The Cassini spacecraft has been orbiting around Saturn for about two years, sending back strange pictures. There are weird pictures of Saturn’s rings, pictures of Saturn back-lit by the sun. Strange images of some kind of jets streaming from its moon Enceladus. Pictures came back of Saturn’s largest moon, Titan, showing methane lakes and undiscovered Titanic countries where, it is guardedly conjectured, life might once have spawned, died out, or could come back.
Saturn was strange all along. Its rings confused Galileo badly, mainly because of the limited capabilities of his telescopes, but also because in 1610 he did not know what he was seeing. In the later 1600s, the French astronomer Giovanni Cassini observed that the rings are not one solid plane, but divided. In 2004 the Cassini spacecraft found the rings are not flat but wavy or corrugated.
The fact that we can see the rings at all is startling, given they’re less than a mile thick. The three other “gas giant” planets – Jupiter, Uranus and Neptune – have rings too, but they’re so wispy it took spacecraft to notice them.
In a small telescope, the image of Saturn is tiny. It has a flat-white to faintly goldish sheen, lustrous like Jupiter and Mars. But unlike them it does not appear as a disk that your eye can comfortably turn into a sphere or globe. What baffled Galileo were the strange protrusions, which he at first thought were separate planets locked in place. But it was the rings. They can be disconcerting if you let them.
They’re made of rock, dust and ice left over from some kind of barrage that occurred after Saturn formed about 4.5 billion years ago. Comets or asteroids (no one knows for sure what) annihilated its newly made moons and broke everything to pieces as if there had been a cosmic war. The debris settled into orbit around Saturn, and huge, flat rings formed from fine rock and ice. After some uncertain eon, it is believed, a second bombardment began. The present moons show the scars. Three small moons, Telesto, Calypso and Tethys, somehow ended up in the same orbit. Mimas has a crater almost a third of its whole diameter. A potato-shaped moon, Hyperion, angles around Saturn bent over 45 degrees on its axis, implying it was struck and half-killed by something enormous. The moons shepherd the tiny ring particles. Saturn is surrounded by rubble.

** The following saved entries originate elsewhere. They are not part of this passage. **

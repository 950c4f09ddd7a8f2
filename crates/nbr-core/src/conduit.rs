//! Conduits and conduit runs.

use serde::{Deserialize, Serialize};
use std::fmt;

use crate::tables::ReferenceMethod;
use crate::units::{Celsius, Meters, Millimeters, SquareMillimeters};
use crate::{CircuitId, ConduitRunId};

#[derive(Debug, Clone, Copy, PartialEq, Eq, Hash, PartialOrd, Ord, Serialize, Deserialize)]
#[serde(rename_all = "lowercase")]
pub enum ConduitType {
    Rigid,
    Flexible,
}

impl ConduitType {
    pub const ALL: [ConduitType; 2] = [ConduitType::Rigid, ConduitType::Flexible];

    pub fn as_str(&self) -> &'static str {
        match self {
            ConduitType::Rigid => "rigid",
            ConduitType::Flexible => "flexible",
        }
    }

    pub fn from_str(value: &str) -> Option<Self> {
        match value.to_ascii_lowercase().as_str() {
            "rigid" => Some(ConduitType::Rigid),
            "flexible" | "corrugated" => Some(ConduitType::Flexible),
            _ => None,
        }
    }
}

impl fmt::Display for ConduitType {
    fn fmt(&self, f: &mut fmt::Formatter<'_>) -> fmt::Result {
        f.write_str(self.as_str())
    }
}

/// One catalogued conduit size.
#[derive(Debug, Clone, PartialEq, Serialize, Deserialize)]
pub struct Conduit {
    pub conduit_type: ConduitType,
    /// Trade size as printed in the catalogue (`1 1/4"`, `25`)
    pub nominal_diameter: String,
    pub external_diameter: Millimeters,
    pub internal_diameter: Millimeters,
    pub brand: String,
    pub model: String,
}

impl Conduit {
    /// Usable cross section, from the internal diameter.
    pub fn section(&self) -> SquareMillimeters {
        self.internal_diameter.circle_area()
    }
}

impl fmt::Display for Conduit {
    fn fmt(&self, f: &mut fmt::Formatter<'_>) -> fmt::Result {
        write!(f, "{} {}", self.conduit_type, self.nominal_diameter)
    }
}

/// A raceway grouping circuits under common installation conditions.
///
/// The run fixes the reference method and ambient temperature of every
/// circuit it holds, and the number of circuits drives the grouping
/// correction. Membership is edited through [`crate::Project`], which keeps
/// each circuit's back-reference in sync with this list.
#[derive(Debug, Clone, PartialEq, Serialize, Deserialize)]
pub struct ConduitRun {
    pub id: ConduitRunId,
    pub name: String,
    pub length: Meters,
    pub reference_method: ReferenceMethod,
    pub temperature: Celsius,
    /// Conduit family; the configured default applies when unset
    pub conduit_type: Option<ConduitType>,
    pub(crate) circuits: Vec<CircuitId>,
}

impl ConduitRun {
    pub fn new(name: impl Into<String>, reference_method: ReferenceMethod, temperature: Celsius) -> Self {
        Self {
            id: ConduitRunId::new(),
            name: name.into(),
            length: Meters(0.0),
            reference_method,
            temperature,
            conduit_type: None,
            circuits: Vec::new(),
        }
    }

    pub fn with_conduit_type(mut self, conduit_type: ConduitType) -> Self {
        self.conduit_type = Some(conduit_type);
        self
    }

    pub fn with_length(mut self, length: Meters) -> Self {
        self.length = length;
        self
    }

    /// Member circuits, in installation order.
    pub fn circuits(&self) -> &[CircuitId] {
        &self.circuits
    }

    /// Number of grouped circuits.
    pub fn grouping(&self) -> u32 {
        self.circuits.len() as u32
    }

    pub fn contains(&self, circuit: CircuitId) -> bool {
        self.circuits.contains(&circuit)
    }
}

impl fmt::Display for ConduitRun {
    fn fmt(&self, f: &mut fmt::Formatter<'_>) -> fmt::Result {
        f.write_str(&self.name)
    }
}
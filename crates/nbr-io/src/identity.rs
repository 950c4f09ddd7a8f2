//! Identity resolution while loading a document.
//!
//! A supply used by three circuits appears four times in a saved document:
//! once in the catalogue and once inside each circuit. Loading must produce
//! a single catalogue entry, and must refuse a document in which two copies
//! with the same ID disagree.
//!
//! A [`LoadContext`] is created for every load call and dropped with it, so
//! nothing registered while reading one document is visible to the next.

use std::collections::HashMap;
use std::hash::Hash;

use tracing::trace;
use uuid::Uuid;

use nbr_core::{LoadType, LoadTypeId, NbrError, NbrResult, Supply, SupplyId, WireType, WireTypeId};

/// An entity persisted with a stable identifier.
pub trait Identified: Clone + PartialEq {
    type Id: Copy + Eq + Hash;

    /// Entity kind used in conflict messages
    const KIND: &'static str;

    fn id(&self) -> Self::Id;
    fn uuid(&self) -> Uuid;
}

impl Identified for Supply {
    type Id = SupplyId;
    const KIND: &'static str = SupplyId::KIND;

    fn id(&self) -> SupplyId {
        self.id
    }

    fn uuid(&self) -> Uuid {
        self.id.uuid()
    }
}

impl Identified for LoadType {
    type Id = LoadTypeId;
    const KIND: &'static str = LoadTypeId::KIND;

    fn id(&self) -> LoadTypeId {
        self.id
    }

    fn uuid(&self) -> Uuid {
        self.id.uuid()
    }
}

impl Identified for WireType {
    type Id = WireTypeId;
    const KIND: &'static str = WireTypeId::KIND;

    fn id(&self) -> WireTypeId {
        self.id
    }

    fn uuid(&self) -> Uuid {
        self.id.uuid()
    }
}

/// Arena of resolved entities, indexed by ID, in first-seen order.
#[derive(Debug, Clone)]
pub struct Registry<T: Identified> {
    items: Vec<T>,
    index: HashMap<T::Id, usize>,
}

impl<T: Identified> Default for Registry<T> {
    fn default() -> Self {
        Self {
            items: Vec::new(),
            index: HashMap::new(),
        }
    }
}

impl<T: Identified> Registry<T> {
    pub fn new() -> Self {
        Self::default()
    }

    /// Register a payload, reusing the live instance when its ID is known.
    ///
    /// Returns the ID the payload resolves to. A payload whose ID is known
    /// but whose content differs is an [`NbrError::IdentityConflict`].
    pub fn resolve(&mut self, item: T) -> NbrResult<T::Id> {
        let id = item.id();
        match self.index.get(&id) {
            Some(&slot) if self.items[slot] == item => Ok(id),
            Some(_) => Err(NbrError::IdentityConflict {
                kind: T::KIND,
                id: item.uuid(),
            }),
            None => {
                trace!(kind = T::KIND, id = %item.uuid(), "registered");
                self.index.insert(id, self.items.len());
                self.items.push(item);
                Ok(id)
            }
        }
    }

    pub fn get(&self, id: T::Id) -> Option<&T> {
        self.index.get(&id).map(|&slot| &self.items[slot])
    }

    pub fn contains(&self, id: T::Id) -> bool {
        self.index.contains_key(&id)
    }

    pub fn len(&self) -> usize {
        self.items.len()
    }

    pub fn is_empty(&self) -> bool {
        self.items.is_empty()
    }

    pub fn iter(&self) -> impl Iterator<Item = &T> {
        self.items.iter()
    }

    pub fn into_items(self) -> Vec<T> {
        self.items
    }
}

/// Registries for every shared entity kind, scoped to one load operation.
#[derive(Debug, Clone, Default)]
pub struct LoadContext {
    pub supplies: Registry<Supply>,
    pub load_types: Registry<LoadType>,
    pub wire_types: Registry<WireType>,
}

impl LoadContext {
    pub fn new() -> Self {
        Self::default()
    }
}
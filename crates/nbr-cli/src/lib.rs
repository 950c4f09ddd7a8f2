//! # nbr-cli: Command-Line Calculator
//!
//! The `nbr` binary loads a saved project, sizes it with the embedded (or a
//! configured) set of reference tables and prints the result.
//!
//! - [`cli`] - Argument definitions
//! - [`config`] - `~/.nbr5410/config.toml` handling
//! - [`sample`] - Sample project written by `nbr new`

pub mod cli;
pub mod config;
pub mod sample;

pub use cli::{Cli, Commands, OutputFormat, TablesCommands};
pub use config::CalculatorConfig;
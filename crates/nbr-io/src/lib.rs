//! # nbr-io: Project Persistence
//!
//! Saves and loads [`nbr_core::Project`]s as human-diffable JSON documents.
//!
//! ## Design Philosophy
//!
//! **Identity preservation**: every supply, load type and wire type carries a
//! UUID. A supply used by many circuits is written with each of them and
//! still loads back as one catalogue entry. Two copies with the same UUID
//! but different content make the load fail with
//! [`nbr_core::NbrError::IdentityConflict`].
//!
//! **Scoped resolution**: identities are resolved through a
//! [`identity::LoadContext`] created for each load call. Nothing leaks from
//! one load into another, so loading the same file twice gives two
//! independent projects.
//!
//! **Versioned format**: documents carry a semver `format_version`; files
//! from a newer major version are refused with a parse error.
//!
//! ## Quick Start
//!
//! ```rust,no_run
//! use nbr_io::{load_project, save_project};
//!
//! fn main() -> nbr_core::NbrResult<()> {
//!     let project = load_project("house.json")?;
//!     println!("{} circuits", project.circuit_count());
//!     save_project(&project, "house-copy.json")?;
//!     Ok(())
//! }
//! ```
//!
//! ## Modules
//!
//! - [`document`] - Serialized document layout
//! - [`identity`] - Per-load identity registries
//! - [`convert`] - Project/document conversion

use std::fs;
use std::path::Path;

use tracing::info;

use nbr_core::{NbrResult, Project};

pub mod convert;
pub mod document;
pub mod identity;

pub use convert::{from_document, to_document};
pub use document::{ProjectDocument, FORMAT_VERSION};
pub use identity::{Identified, LoadContext, Registry};

/// Serialize a project to pretty-printed JSON.
pub fn to_json_string(project: &Project) -> NbrResult<String> {
    Ok(serde_json::to_string_pretty(&to_document(project)?)?)
}

/// Parse a project from JSON text.
pub fn from_json_str(text: &str) -> NbrResult<Project> {
    let doc: ProjectDocument = serde_json::from_str(text)?;
    from_document(doc)
}

pub fn save_project(project: &Project, path: impl AsRef<Path>) -> NbrResult<()> {
    let path = path.as_ref();
    let json = to_json_string(project)?;
    fs::write(path, json)?;
    info!("Saved project '{}' to {}", project.name, path.display());
    Ok(())
}

pub fn load_project(path: impl AsRef<Path>) -> NbrResult<Project> {
    let path = path.as_ref();
    let text = fs::read_to_string(path)?;
    let project = from_json_str(&text)?;
    info!(
        "Loaded project '{}' from {} ({} circuits)",
        project.name,
        path.display(),
        project.circuit_count()
    );
    Ok(project)
}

In a small telescope the rubble becomes strangely beautiful. Striking and chilling. Poe, the master of weirdness, wrote that “the tone of [beauty’s] highest manifestation … is sadness,” which is a strange thing to say but maybe you can grasp it when you see Saturn shining up there with its rings.
It swings slowly around the sun once every 28 years or so, brooding. In ancient times it was the remotest known planet. The Greeks called it Chronos, the father of the gods, whose name is probably linked to the word for “time” in the sense of huge, inexorable motion toward an end and chaos, which in the myths is sad – Chronos toppled his father Uranus, and then was overturned by his own son Zeus. The Romans called him Saturn, and in December celebrated saturnalia, a festival of reckless abandon as winter closed in. Our week ends on Saturn’s day.
Maybe this is not despair, but in here somewhere is an image of life’s inescapable decline. It is unlike any other phase of life, and weirdly beautiful.